Es gibt steilere Berge. Ewig lange Alpenpässe. Strassen mit noch mehr Kehren. Und doch kann man es drehen und wenden, wie man will: Es gibt keinen berühmteren Anstieg als jenen rund 13 Kilometer langen hinauf nach Alpe d'Huez. Muss ein durchschnittlicher Sportfan, der sich nicht ausgiebig mit dem Radsport befasst, den mythischsten aller Anstiege nennen – dann ist die Chance gross, dass seine Antwort «Alpe d'Huez» heisst.
Entsprechend prestigeträchtig ist ein Sieg in diesem Wintersportort in den französischen Alpen. Ende der 70er-Jahre ist dieser Mythos jedoch gerade erst am Entstehen. Nach Fausto Coppis Sieg bei der Premiere 1952 folgt der zweite Besuch erst 1976, Joop Zoetemelk holt sich den Sieg. 1977 doppelt mit Hennie Kuipers ein Landsmann nach, bald ist vom «Berg der Holländer» die Rede.
Kuipers Name steht auch als Etappensieger 1978 in den Büchern. Aber er überquert den Zielstrich der 16. Etappe der Tour de France nicht als Erster. Er erbt den Erfolg, weil sich Solosieger Michel Pollentier bei der Dopingkontrolle als Betrüger erwischen lässt.
Als Gesamtsieger des Giro d'Italia 1977 ist der belgische Meister eine grosse Nummer. 241 lange Kilometer stehen an diesem Tag auf dem Programm, es geht von Saint-Étienne hinauf nach Alpe d'Huez. Pollentier, im gepunkteten Trikot des Führenden der Bergwertung, setzt sich frühzeitig ab und hat am Fuss der Schlusssteigung rund zwei Minuten Vorsprung auf das Feld. Er teilt seine Kräfte gut ein, nutzt das Zeitpolster und kann im Ziel die Arme in die Höhe recken.
Sein Solosieg bringt Pollentier auch gleich die Führung im Gesamtklassement ein. Nur noch vier Flachetappen und ein 72 Kilometer langes Einzelzeitfahren trennen ihn davon, in wenigen Tagen als grosser Triumphator auf die Champs-Élysées in Paris einzufahren.

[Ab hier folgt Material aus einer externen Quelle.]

//! トポロジーストア
//!
//! Hierarchical node persistence. [`InMemoryTopologyStore`] keeps nodes in
//! memory keyed by their id token.

use async_trait::async_trait;
use std::collections::HashMap;
use std::sync::atomic::{AtomicUsize, Ordering};
use std::sync::Arc;
use tokio::sync::RwLock;

use sotconduit_common::types::{HierarchicalName, TopologyNode};

use crate::error::TopologyError;

/// Hierarchical identity persistence
#[async_trait]
pub trait TopologyStore: Send + Sync {
    /// Look up a node by id
    async fn get_node(&self, id: &HierarchicalName) -> Result<Option<TopologyNode>, TopologyError>;
    /// Register (insert or replace) a node
    async fn register_node(&self, node: TopologyNode) -> Result<(), TopologyError>;
}

/// インメモリのトポロジーストア
#[derive(Clone, Default)]
pub struct InMemoryTopologyStore {
    nodes: Arc<RwLock<HashMap<HierarchicalName, TopologyNode>>>,
    registrations: Arc<AtomicUsize>,
}

impl InMemoryTopologyStore {
    /// 新しいストアを作成
    pub fn new() -> Self {
        Self::default()
    }

    /// Store seeded with the given nodes (not counted as registrations)
    pub async fn with_nodes(nodes: impl IntoIterator<Item = TopologyNode>) -> Self {
        let store = Self::new();
        {
            let mut map = store.nodes.write().await;
            for node in nodes {
                map.insert(node.id.clone(), node);
            }
        }
        store
    }

    /// Number of `register_node` calls served so far
    pub fn registration_count(&self) -> usize {
        self.registrations.load(Ordering::SeqCst)
    }

    /// 全ノードを取得
    pub async fn list(&self) -> Vec<TopologyNode> {
        let nodes = self.nodes.read().await;
        let mut list: Vec<TopologyNode> = nodes.values().cloned().collect();
        list.sort_by(|a, b| a.id.cmp(&b.id));
        list
    }

    /// Direct children of `parent`
    pub async fn children(&self, parent: &HierarchicalName) -> Vec<TopologyNode> {
        let nodes = self.nodes.read().await;
        let mut list: Vec<TopologyNode> = nodes
            .values()
            .filter(|n| n.containing_element.as_ref() == Some(parent))
            .cloned()
            .collect();
        list.sort_by(|a, b| a.id.cmp(&b.id));
        list
    }
}

#[async_trait]
impl TopologyStore for InMemoryTopologyStore {
    async fn get_node(&self, id: &HierarchicalName) -> Result<Option<TopologyNode>, TopologyError> {
        let nodes = self.nodes.read().await;
        Ok(nodes.get(id).cloned())
    }

    async fn register_node(&self, node: TopologyNode) -> Result<(), TopologyError> {
        if node.id.is_empty() {
            return Err(TopologyError::Registration(
                "node id must not be empty".to_string(),
            ));
        }
        let mut nodes = self.nodes.write().await;
        self.registrations.fetch_add(1, Ordering::SeqCst);
        nodes.insert(node.id.clone(), node);
        Ok(())
    }
}
//! SoT Conduit 共通ライブラリ
//!
//! gatekeeperと監査ブローカー間で共有する型・設定・エラー

#![warn(missing_docs)]

/// 共通型定義
pub mod types;

/// 監査プロトコル定義
pub mod protocol;

/// 設定管理
pub mod config;

/// エラー型定義
pub mod error;
//! ロギング初期化ユーティリティ
//!
//! Installs a `tracing-subscriber` fmt subscriber. The filter comes from
//! `SOTCONDUIT_LOG_LEVEL` (fallback `RUST_LOG`, default `info`). When
//! `SOTCONDUIT_LOG_DIR` is set, a daily rolling file layer is added as well.

use std::path::PathBuf;

use tracing_appender::non_blocking::WorkerGuard;
use tracing_subscriber::{fmt, layer::SubscriberExt, util::SubscriberInitExt, EnvFilter};

use crate::config::get_env_with_fallback_or;

/// ログファイル名のプレフィックス
const LOG_FILE_PREFIX: &str = "sotconduit.log";

/// Log settings resolved from the environment
#[derive(Debug, Clone, PartialEq, Eq)]
pub struct LogConfig {
    /// EnvFilter directive (e.g. `info,sotconduit=debug`)
    pub filter: String,
    /// Directory for rolling log files
    pub log_dir: Option<PathBuf>,
}

impl LogConfig {
    /// Read log settings from the environment
    pub fn from_env() -> Self {
        let filter = get_env_with_fallback_or("SOTCONDUIT_LOG_LEVEL", "RUST_LOG", "info");
        let log_dir = std::env::var("SOTCONDUIT_LOG_DIR")
            .ok()
            .filter(|s| !s.trim().is_empty())
            .map(PathBuf::from);
        Self { filter, log_dir }
    }

    fn env_filter(&self) -> EnvFilter {
        EnvFilter::try_new(&self.filter).unwrap_or_else(|_| EnvFilter::new("info"))
    }
}

/// Initialize logging from the environment
///
/// The returned guard must be held for the lifetime of the process when a
/// file layer is active, otherwise buffered lines are lost.
pub fn init() -> Result<Option<WorkerGuard>, Box<dyn std::error::Error + Send + Sync>> {
    init_with(&LogConfig::from_env())
}

/// Initialize logging with explicit settings
pub fn init_with(
    config: &LogConfig,
) -> Result<Option<WorkerGuard>, Box<dyn std::error::Error + Send + Sync>> {
    let stdout_layer = fmt::layer().with_target(true);

    match &config.log_dir {
        Some(dir) => {
            std::fs::create_dir_all(dir)?;
            let appender = tracing_appender::rolling::daily(dir, LOG_FILE_PREFIX);
            let (writer, guard) = tracing_appender::non_blocking(appender);
            let file_layer = fmt::layer().with_ansi(false).with_writer(writer);
            tracing_subscriber::registry()
                .with(config.env_filter())
                .with(stdout_layer)
                .with(file_layer)
                .try_init()?;
            Ok(Some(guard))
        }
        None => {
            tracing_subscriber::registry()
                .with(config.env_filter())
                .with(stdout_layer)
                .try_init()?;
            Ok(None)
        }
    }
}
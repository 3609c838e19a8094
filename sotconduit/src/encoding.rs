//! ドメインレコードのエンコード
//!
//! The audit manager only needs "serializes to a string or fails". Encoders
//! are stateless and shared across concurrent operations.

use sotconduit_common::error::EncodingError;
use sotconduit_common::types::Resource;

/// Encodes a domain record to its canonical string form
pub trait Encoder: Send + Sync {
    /// Encode a record, failing with [`EncodingError`]
    fn encode(&self, resource: &Resource) -> Result<String, EncodingError>;
}

/// Top-level keys owned by [`Resource`] itself
const RESERVED_KEYS: [&str; 2] = ["resourceType", "id"];

/// Canonical JSON encoder
///
/// Emits a compact JSON object with `resourceType`, `id`, then body fields
/// in key order. A body field named like a top-level key is an error, so
/// every key appears once.
#[derive(Debug, Clone, Copy, Default)]
pub struct JsonEncoder;

impl Encoder for JsonEncoder {
    fn encode(&self, resource: &Resource) -> Result<String, EncodingError> {
        if resource.resource_type.trim().is_empty() {
            return Err(EncodingError::new("resource has no resourceType"));
        }
        if let Some(key) = RESERVED_KEYS.iter().find(|k| resource.body.contains_key(**k)) {
            return Err(EncodingError::new(format!(
                "body field '{}' collides with a top-level key",
                key
            )));
        }
        Ok(serde_json::to_string(resource)?)
    }
}

impl<F> Encoder for F
where
    F: Fn(&Resource) -> Result<String, EncodingError> + Send + Sync,
{
    fn encode(&self, resource: &Resource) -> Result<String, EncodingError> {
        self(resource)
    }
}
//! 監査トレイルの非同期バッファブローカー
//!
//! mpscチャネルでエントリを受信し、定期的にシンクへ一括書き込みする。
//! `open`/`close` never wait on the sink: entries are queued with
//! `try_send` and a background task flushes them on an interval, and once
//! more when every sender has been dropped.

use async_trait::async_trait;
use std::collections::VecDeque;
use std::sync::Arc;
use std::time::Duration;
use tokio::sync::mpsc;
use tokio::task::JoinHandle;
use tracing::{debug, info, warn};

use sotconduit_common::config::ConduitConfig;
use sotconduit_common::protocol::WorkUnit;
use sotconduit_common::types::ComponentIdentity;

use super::broker::{AuditBroker, AuditReceipt, AuditTrailEntry, TransactionRef};
use crate::config::get_env_with_fallback_parse;
use crate::error::BrokerError;

/// Flush target of [`QueuedAuditBroker`]
#[async_trait]
pub trait AuditTrailSink: Send + Sync {
    /// Persist a batch of entries in order
    async fn persist(&self, entries: Vec<AuditTrailEntry>) -> Result<(), BrokerError>;
}

/// 監査ブローカーのバッファ設定
#[derive(Debug, Clone, PartialEq, Eq)]
pub struct AuditWriterConfig {
    /// フラッシュ間隔。デフォルト: 30秒
    pub flush_interval: Duration,
    /// バッファ上限エントリ数。デフォルト: 10000
    pub buffer_capacity: usize,
}

impl Default for AuditWriterConfig {
    fn default() -> Self {
        Self {
            flush_interval: Duration::from_secs(get_env_with_fallback_parse(
                "SOTCONDUIT_AUDIT_FLUSH_INTERVAL_SECS",
                "CONDUIT_AUDIT_FLUSH_INTERVAL_SECS",
                30,
            )),
            buffer_capacity: get_env_with_fallback_parse(
                "SOTCONDUIT_AUDIT_BUFFER_CAPACITY",
                "CONDUIT_AUDIT_BUFFER_CAPACITY",
                10_000,
            ),
        }
    }
}

impl From<&ConduitConfig> for AuditWriterConfig {
    fn from(config: &ConduitConfig) -> Self {
        Self {
            flush_interval: config.writer_flush_interval(),
            buffer_capacity: config.writer_buffer_capacity,
        }
    }
}

/// Buffered audit broker
///
/// Clone可能（senderのクローン）。The background task stops after the last
/// clone is dropped and the remaining entries are flushed.
#[derive(Clone)]
pub struct QueuedAuditBroker {
    sender: mpsc::Sender<AuditTrailEntry>,
}

impl QueuedAuditBroker {
    /// Create the broker and spawn its flush task
    ///
    /// Must be called from within a tokio runtime.
    pub fn new(sink: Arc<dyn AuditTrailSink>, config: AuditWriterConfig) -> Self {
        Self::spawn(sink, config).0
    }

    /// Like [`QueuedAuditBroker::new`], also returning the flush task handle
    pub fn spawn(
        sink: Arc<dyn AuditTrailSink>,
        config: AuditWriterConfig,
    ) -> (Self, JoinHandle<()>) {
        // 0はmpscでpanicするため最小1
        let capacity = config.buffer_capacity.max(1);
        let (tx, rx) = mpsc::channel(capacity);
        let task = tokio::spawn(Self::background_task(rx, sink, config));
        (Self { sender: tx }, task)
    }

    fn enqueue(&self, entry: AuditTrailEntry) -> Result<AuditReceipt, BrokerError> {
        let receipt = entry.receipt();
        match self.sender.try_send(entry) {
            Ok(()) => Ok(receipt),
            Err(mpsc::error::TrySendError::Full(_)) => Err(BrokerError::Unavailable(
                "audit queue is full".to_string(),
            )),
            Err(mpsc::error::TrySendError::Closed(_)) => Err(BrokerError::Closed),
        }
    }

    async fn background_task(
        mut rx: mpsc::Receiver<AuditTrailEntry>,
        sink: Arc<dyn AuditTrailSink>,
        config: AuditWriterConfig,
    ) {
        let capacity = config.buffer_capacity.max(1);
        let mut buffer = VecDeque::with_capacity(capacity);
        let period = config.flush_interval.max(Duration::from_millis(1));
        let mut interval = tokio::time::interval(period);
        // 最初のtickはすぐに発火するのでスキップ
        interval.tick().await;

        loop {
            tokio::select! {
                _ = interval.tick() => {
                    if !buffer.is_empty() {
                        Self::flush_buffer(&mut buffer, sink.as_ref()).await;
                    }
                }
                entry = rx.recv() => {
                    match entry {
                        Some(entry) => {
                            if buffer.len() >= capacity {
                                let discarded = buffer.pop_front();
                                warn!(
                                    capacity,
                                    discarded = ?discarded.map(|e| e.transaction_id),
                                    "Audit trail buffer overflow, discarding oldest entry"
                                );
                            }
                            buffer.push_back(entry);
                        }
                        None => {
                            // チャネルが閉じられた → 残りをフラッシュして終了
                            if !buffer.is_empty() {
                                info!(
                                    remaining = buffer.len(),
                                    "Audit trail broker shutting down, flushing remaining entries"
                                );
                                Self::flush_buffer(&mut buffer, sink.as_ref()).await;
                            }
                            info!("Audit trail broker background task stopped");
                            return;
                        }
                    }
                }
            }
        }
    }

    async fn flush_buffer(buffer: &mut VecDeque<AuditTrailEntry>, sink: &dyn AuditTrailSink) {
        let entries: Vec<AuditTrailEntry> = buffer.drain(..).collect();
        let count = entries.len();

        if let Err(e) = sink.persist(entries).await {
            warn!(
                "Failed to flush audit trail entries: {}. {} entries lost.",
                e, count
            );
            return;
        }

        debug!("Flushed {} audit trail entries", count);
    }
}

#[async_trait]
impl AuditBroker for QueuedAuditBroker {
    async fn open(
        &self,
        identity: &ComponentIdentity,
        action_label: &str,
        work_unit: &WorkUnit,
    ) -> Result<AuditReceipt, BrokerError> {
        self.enqueue(AuditTrailEntry::opening(identity, action_label, work_unit))
    }

    async fn close(
        &self,
        identity: &ComponentIdentity,
        action_label: &str,
        work_unit: &WorkUnit,
        parent: &TransactionRef,
    ) -> Result<AuditReceipt, BrokerError> {
        self.enqueue(AuditTrailEntry::closing(
            identity,
            action_label,
            work_unit,
            parent,
        ))
    }
}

Doch dazu kommt es nicht. Denn im Ziel muss Pollentier zur Dopingkontrolle. Und wird dort dabei erwischt, wie er die Fahnder vermeintlich besonders raffiert reinlegen will. In einem Kondom befindet sich sauberer Fremdurin, Pollentier versteckt es unter der Achselhöhle. Er verbindet es mit einem dünnen Schlauch, um den Anschein zu erwecken, zu pinkeln.
Es ist sein Pech, dass er nicht der einzige ist, der mit diesem Trick versucht, die Dopingjäger zu narren. Auch der Franzose Antoine Gutierrez probiert es so – aber irgendwie klappt es nicht richtig. So wird der Arzt skeptisch, er schaut genau hin und entdeckt Kondom und Schlauch. Er reisst auch Pollentier das Trikot hoch. Aus und vorbei. Der gefeierte Etappensieger wird sofort aus der Tour ausgeschlossen. Später wird festgestellt, dass er sich mit Amphetaminen aufgeputscht hatte.
Der Ausschluss schmerzt Michel Pollentier. Das Gelbe Trikot, das er errungen hat, darf er nie im Rennen zeigen. Doch zu seinem Glück ist der Sport damals noch gnädiger mit seinen Sündern. Die Strafe sind eine zwei Monate lange Sperre und eine Busse von 5000 Franken. Noch in der gleichen Saison gewinnt er die Escalada a Montjuïc, ein Rennen für Kletterer am Hausberg von Barcelona. Und 1980 siegt er in jenem Velorennen, das für jeden Belgier das wichtigste der Welt ist, noch wichtiger als die Etappe hinauf nach Alpe d'Huez: Die Flandern-Rundfahrt.
Auch Pollentiers Erben scheitern: Noch nie ist es einem Fahrer aus der stolzen Radsport-Nation Belgien gelungen, eine Etappe in Alpe d'Huez zu gewinnen. Bis Ende der 80er-Jahre bleibt es beim «Berg der Holländer», zu je zwei Siegen von Joop Zoetemelk und Hennie Kuiper kommen auch zwei Erfolge von Peter Winnen und je einer von Steven Rooks und Gert-Jan Theunisse hinzu.
Seit 1989 wartet aber auch Belgiens Nachbarland auf den nächsten Sieger. Ein Schweizer jubelt nach 1130 Höhenmetern von Bourg d'Oisans hinauf ins Ziel ebenfalls: Der St.Galler Beat Breu feiert 1982 einen glorreichen Solosieg.